Task to carry out –
Where in the data below does the word "cloned" appear? Copy each line that holds it.

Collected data
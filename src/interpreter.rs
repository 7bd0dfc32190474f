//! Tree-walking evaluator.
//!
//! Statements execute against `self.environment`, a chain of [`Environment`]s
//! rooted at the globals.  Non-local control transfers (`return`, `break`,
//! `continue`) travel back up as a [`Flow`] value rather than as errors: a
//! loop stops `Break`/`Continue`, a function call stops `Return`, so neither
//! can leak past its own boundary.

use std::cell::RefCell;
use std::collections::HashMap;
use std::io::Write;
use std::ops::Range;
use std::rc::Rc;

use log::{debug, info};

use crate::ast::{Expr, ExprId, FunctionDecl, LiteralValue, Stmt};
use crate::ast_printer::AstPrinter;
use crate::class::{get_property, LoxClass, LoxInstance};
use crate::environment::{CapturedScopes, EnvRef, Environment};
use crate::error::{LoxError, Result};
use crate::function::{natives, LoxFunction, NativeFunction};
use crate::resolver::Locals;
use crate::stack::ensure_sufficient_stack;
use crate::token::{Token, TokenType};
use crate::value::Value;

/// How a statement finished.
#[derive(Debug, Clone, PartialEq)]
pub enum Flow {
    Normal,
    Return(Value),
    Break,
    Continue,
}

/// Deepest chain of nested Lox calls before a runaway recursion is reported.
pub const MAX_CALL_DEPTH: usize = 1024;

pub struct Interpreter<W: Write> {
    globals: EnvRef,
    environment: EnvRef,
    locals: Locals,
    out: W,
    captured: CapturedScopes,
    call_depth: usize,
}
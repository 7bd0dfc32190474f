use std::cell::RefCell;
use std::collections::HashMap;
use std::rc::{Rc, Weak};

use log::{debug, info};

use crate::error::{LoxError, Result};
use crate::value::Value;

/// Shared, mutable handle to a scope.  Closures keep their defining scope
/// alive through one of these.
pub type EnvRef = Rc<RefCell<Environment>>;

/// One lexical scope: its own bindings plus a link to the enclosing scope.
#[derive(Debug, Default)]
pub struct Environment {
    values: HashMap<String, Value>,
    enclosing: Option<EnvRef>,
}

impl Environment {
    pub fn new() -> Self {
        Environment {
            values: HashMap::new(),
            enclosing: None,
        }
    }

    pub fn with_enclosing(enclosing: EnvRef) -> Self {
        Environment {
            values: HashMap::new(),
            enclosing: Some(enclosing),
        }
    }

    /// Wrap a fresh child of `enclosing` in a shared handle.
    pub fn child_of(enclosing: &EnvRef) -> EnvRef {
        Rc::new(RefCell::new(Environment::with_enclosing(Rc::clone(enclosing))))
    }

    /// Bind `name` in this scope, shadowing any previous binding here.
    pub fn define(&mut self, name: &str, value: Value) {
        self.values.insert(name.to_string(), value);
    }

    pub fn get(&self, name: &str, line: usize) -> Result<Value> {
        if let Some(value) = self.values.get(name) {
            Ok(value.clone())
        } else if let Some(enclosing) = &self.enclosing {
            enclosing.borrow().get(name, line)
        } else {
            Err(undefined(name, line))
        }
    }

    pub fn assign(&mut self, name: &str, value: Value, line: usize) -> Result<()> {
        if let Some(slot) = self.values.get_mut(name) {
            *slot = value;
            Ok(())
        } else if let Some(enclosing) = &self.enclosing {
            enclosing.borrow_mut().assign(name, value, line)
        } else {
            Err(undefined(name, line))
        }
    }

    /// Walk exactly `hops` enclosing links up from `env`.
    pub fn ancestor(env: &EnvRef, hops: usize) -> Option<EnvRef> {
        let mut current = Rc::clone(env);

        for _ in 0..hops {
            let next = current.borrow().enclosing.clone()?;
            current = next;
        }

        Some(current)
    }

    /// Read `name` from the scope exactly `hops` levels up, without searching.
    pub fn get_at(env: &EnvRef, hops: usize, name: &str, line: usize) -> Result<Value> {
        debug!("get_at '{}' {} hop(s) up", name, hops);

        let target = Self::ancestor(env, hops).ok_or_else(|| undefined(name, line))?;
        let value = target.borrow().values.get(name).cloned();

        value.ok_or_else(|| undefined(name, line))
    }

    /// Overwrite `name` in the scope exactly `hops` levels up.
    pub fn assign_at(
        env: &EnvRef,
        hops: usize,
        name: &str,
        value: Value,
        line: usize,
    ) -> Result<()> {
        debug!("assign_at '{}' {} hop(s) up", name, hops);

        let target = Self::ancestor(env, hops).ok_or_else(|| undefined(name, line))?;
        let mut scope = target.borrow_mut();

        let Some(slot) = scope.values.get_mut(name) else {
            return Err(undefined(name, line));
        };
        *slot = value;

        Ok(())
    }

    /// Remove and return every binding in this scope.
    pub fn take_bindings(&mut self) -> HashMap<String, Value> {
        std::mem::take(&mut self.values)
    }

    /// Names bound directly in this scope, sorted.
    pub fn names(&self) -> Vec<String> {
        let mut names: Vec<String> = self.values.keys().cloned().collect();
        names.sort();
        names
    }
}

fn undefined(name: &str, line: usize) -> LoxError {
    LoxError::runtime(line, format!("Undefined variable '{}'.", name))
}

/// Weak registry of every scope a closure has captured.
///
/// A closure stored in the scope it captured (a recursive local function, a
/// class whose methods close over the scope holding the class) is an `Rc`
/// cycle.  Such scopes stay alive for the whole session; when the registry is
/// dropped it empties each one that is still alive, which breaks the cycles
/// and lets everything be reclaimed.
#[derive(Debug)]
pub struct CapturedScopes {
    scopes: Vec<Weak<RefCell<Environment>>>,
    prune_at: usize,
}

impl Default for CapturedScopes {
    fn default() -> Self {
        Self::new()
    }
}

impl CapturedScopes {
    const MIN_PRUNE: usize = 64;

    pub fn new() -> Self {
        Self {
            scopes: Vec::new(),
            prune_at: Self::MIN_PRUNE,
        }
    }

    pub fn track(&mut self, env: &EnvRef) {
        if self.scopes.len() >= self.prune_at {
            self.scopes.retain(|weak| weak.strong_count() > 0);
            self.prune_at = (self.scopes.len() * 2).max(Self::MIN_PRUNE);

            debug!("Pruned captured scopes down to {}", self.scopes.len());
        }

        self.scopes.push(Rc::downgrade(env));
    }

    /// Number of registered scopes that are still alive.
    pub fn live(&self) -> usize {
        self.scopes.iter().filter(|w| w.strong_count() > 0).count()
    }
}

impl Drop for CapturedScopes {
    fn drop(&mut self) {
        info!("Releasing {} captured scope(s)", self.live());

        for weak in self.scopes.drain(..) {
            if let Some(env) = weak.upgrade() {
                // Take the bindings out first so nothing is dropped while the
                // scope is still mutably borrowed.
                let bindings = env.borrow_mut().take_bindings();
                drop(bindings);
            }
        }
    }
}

Response for this exercise –
        let value = target.borrow().values.get(name).cloned();
        let mut names: Vec<String> = self.values.keys().cloned().collect();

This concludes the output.